▸ **Exercise requirements**
Retype all of the data shown below, keeping every character the same.

*** Opening of Information provided ***

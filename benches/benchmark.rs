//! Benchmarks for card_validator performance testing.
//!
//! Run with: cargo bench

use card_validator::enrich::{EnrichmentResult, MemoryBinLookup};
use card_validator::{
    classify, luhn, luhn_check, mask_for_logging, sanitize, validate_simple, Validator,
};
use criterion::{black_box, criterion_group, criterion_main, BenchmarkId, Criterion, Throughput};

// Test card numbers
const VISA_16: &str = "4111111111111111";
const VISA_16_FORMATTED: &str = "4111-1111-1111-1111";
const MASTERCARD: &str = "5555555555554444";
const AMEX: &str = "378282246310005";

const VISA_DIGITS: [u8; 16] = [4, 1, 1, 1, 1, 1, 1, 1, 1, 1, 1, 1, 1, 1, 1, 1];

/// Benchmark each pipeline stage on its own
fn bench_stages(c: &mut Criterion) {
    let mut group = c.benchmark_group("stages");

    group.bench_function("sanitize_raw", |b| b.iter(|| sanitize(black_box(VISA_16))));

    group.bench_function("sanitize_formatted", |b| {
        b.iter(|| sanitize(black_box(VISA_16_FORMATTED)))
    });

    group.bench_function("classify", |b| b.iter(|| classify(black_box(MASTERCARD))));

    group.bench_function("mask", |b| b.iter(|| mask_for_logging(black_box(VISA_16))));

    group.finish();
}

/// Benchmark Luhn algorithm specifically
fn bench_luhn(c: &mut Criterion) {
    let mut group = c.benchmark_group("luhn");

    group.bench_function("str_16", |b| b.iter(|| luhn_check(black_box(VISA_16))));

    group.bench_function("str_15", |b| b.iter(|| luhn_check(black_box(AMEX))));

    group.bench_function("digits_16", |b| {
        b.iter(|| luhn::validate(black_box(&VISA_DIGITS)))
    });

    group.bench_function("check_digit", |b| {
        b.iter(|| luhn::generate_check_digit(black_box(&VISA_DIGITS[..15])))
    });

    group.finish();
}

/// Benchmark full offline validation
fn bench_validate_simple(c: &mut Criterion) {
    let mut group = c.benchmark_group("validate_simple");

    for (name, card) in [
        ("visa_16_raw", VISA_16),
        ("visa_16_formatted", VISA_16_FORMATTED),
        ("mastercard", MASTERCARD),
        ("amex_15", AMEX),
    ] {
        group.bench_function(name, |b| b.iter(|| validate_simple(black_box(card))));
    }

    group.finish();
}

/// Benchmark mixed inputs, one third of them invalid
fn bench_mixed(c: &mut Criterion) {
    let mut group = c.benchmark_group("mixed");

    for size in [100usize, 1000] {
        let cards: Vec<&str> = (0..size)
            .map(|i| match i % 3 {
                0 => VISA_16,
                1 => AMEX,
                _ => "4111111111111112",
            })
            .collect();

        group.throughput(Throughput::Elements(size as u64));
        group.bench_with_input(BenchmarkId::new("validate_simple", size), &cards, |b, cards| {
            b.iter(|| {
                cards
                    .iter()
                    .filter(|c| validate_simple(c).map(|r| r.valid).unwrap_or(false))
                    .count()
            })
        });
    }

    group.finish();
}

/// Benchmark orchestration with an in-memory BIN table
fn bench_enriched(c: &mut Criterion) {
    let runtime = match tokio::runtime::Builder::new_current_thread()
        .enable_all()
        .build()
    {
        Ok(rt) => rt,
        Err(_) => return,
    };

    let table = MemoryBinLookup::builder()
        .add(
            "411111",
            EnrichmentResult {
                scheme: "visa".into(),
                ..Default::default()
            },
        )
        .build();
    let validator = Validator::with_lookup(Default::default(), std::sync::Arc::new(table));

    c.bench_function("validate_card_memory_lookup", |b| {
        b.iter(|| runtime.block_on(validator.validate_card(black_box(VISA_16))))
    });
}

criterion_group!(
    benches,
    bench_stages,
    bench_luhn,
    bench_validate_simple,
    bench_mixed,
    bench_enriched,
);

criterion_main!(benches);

*** Close of Information provided ***

▸ **Completed exercise**
filename benches/benchmark.rs
//! Benchmarks for card_validator performance testing.
//!
//! Run with: cargo bench

use card_validator::enrich::{EnrichmentResult, MemoryBinLookup};
use card_validator::{
    classify, luhn, luhn_check, mask_for_logging, sanitize, validate_simple, Validator,
};
use criterion::{black_box, criterion_group, criterion_main, BenchmarkId, Criterion, Throughput};

// Test card numbers
const VISA_16: &str = "4111111111111111";
const VISA_16_FORMATTED: &str = "4111-1111-1111-1111";
const MASTERCARD: &str = "5555555555554444";
const AMEX: &str = "378282246310005";

const VISA_DIGITS: [u8; 16] = [4, 1, 1, 1, 1, 1, 1, 1, 1, 1, 1, 1, 1, 1, 1, 1];

/// Benchmark each pipeline stage on its own
fn bench_stages(c: &mut Criterion) {
    let mut group = c.benchmark_group("stages");

    group.bench_function("sanitize_raw", |b| b.iter(|| sanitize(black_box(VISA_16))));

    group.bench_function("sanitize_formatted", |b| {
        b.iter(|| sanitize(black_box(VISA_16_FORMATTED)))
    });

    group.bench_function("classify", |b| b.iter(|| classify(black_box(MASTERCARD))));

    group.bench_function("mask", |b| b.iter(|| mask_for_logging(black_box(VISA_16))));

    group.finish();
}

/// Benchmark Luhn algorithm specifically
fn bench_luhn(c: &mut Criterion) {
    let mut group = c.benchmark_group("luhn");

    group.bench_function("str_16", |b| b.iter(|| luhn_check(black_box(VISA_16))));

    group.bench_function("str_15", |b| b.iter(|| luhn_check(black_box(AMEX))));

    group.bench_function("digits_16", |b| {
        b.iter(|| luhn::validate(black_box(&VISA_DIGITS)))
    });

    group.bench_function("check_digit", |b| {
        b.iter(|| luhn::generate_check_digit(black_box(&VISA_DIGITS[..15])))
    });

    group.finish();
}

/// Benchmark full offline validation
fn bench_validate_simple(c: &mut Criterion) {
    let mut group = c.benchmark_group("validate_simple");

    for (name, card) in [
        ("visa_16_raw", VISA_16),
        ("visa_16_formatted", VISA_16_FORMATTED),
        ("mastercard", MASTERCARD),
        ("amex_15", AMEX),
    ] {
        group.bench_function(name, |b| b.iter(|| validate_simple(black_box(card))));
    }

    group.finish();
}

/// Benchmark mixed inputs, one third of them invalid
fn bench_mixed(c: &mut Criterion) {
    let mut group = c.benchmark_group("mixed");

    for size in [100usize, 1000] {
        let cards: Vec<&str> = (0..size)
            .map(|i| match i % 3 {
                0 => VISA_16,
                1 => AMEX,
                _ => "4111111111111112",
            })
            .collect();

        group.throughput(Throughput::Elements(size as u64));
        group.bench_with_input(BenchmarkId::new("validate_simple", size), &cards, |b, cards| {
            b.iter(|| {
                cards
                    .iter()
                    .filter(|c| validate_simple(c).map(|r| r.valid).unwrap_or(false))
                    .count()
            })
        });
    }

    group.finish();
}

/// Benchmark orchestration with an in-memory BIN table
fn bench_enriched(c: &mut Criterion) {
    let runtime = match tokio::runtime::Builder::new_current_thread()
        .enable_all()
        .build()
    {
        Ok(rt) => rt,
        Err(_) => return,
    };

    let table = MemoryBinLookup::builder()
        .add(
            "411111",
            EnrichmentResult {
                scheme: "visa".into(),
                ..Default::default()
            },
        )
        .build();
    let validator = Validator::with_lookup(Default::default(), std::sync::Arc::new(table));

    c.bench_function("validate_card_memory_lookup", |b| {
        b.iter(|| runtime.block_on(validator.validate_card(black_box(VISA_16))))
    });
}

criterion_group!(
    benches,
    bench_stages,
    bench_luhn,
    bench_validate_simple,
    bench_mixed,
    bench_enriched,
);

criterion_main!(benches);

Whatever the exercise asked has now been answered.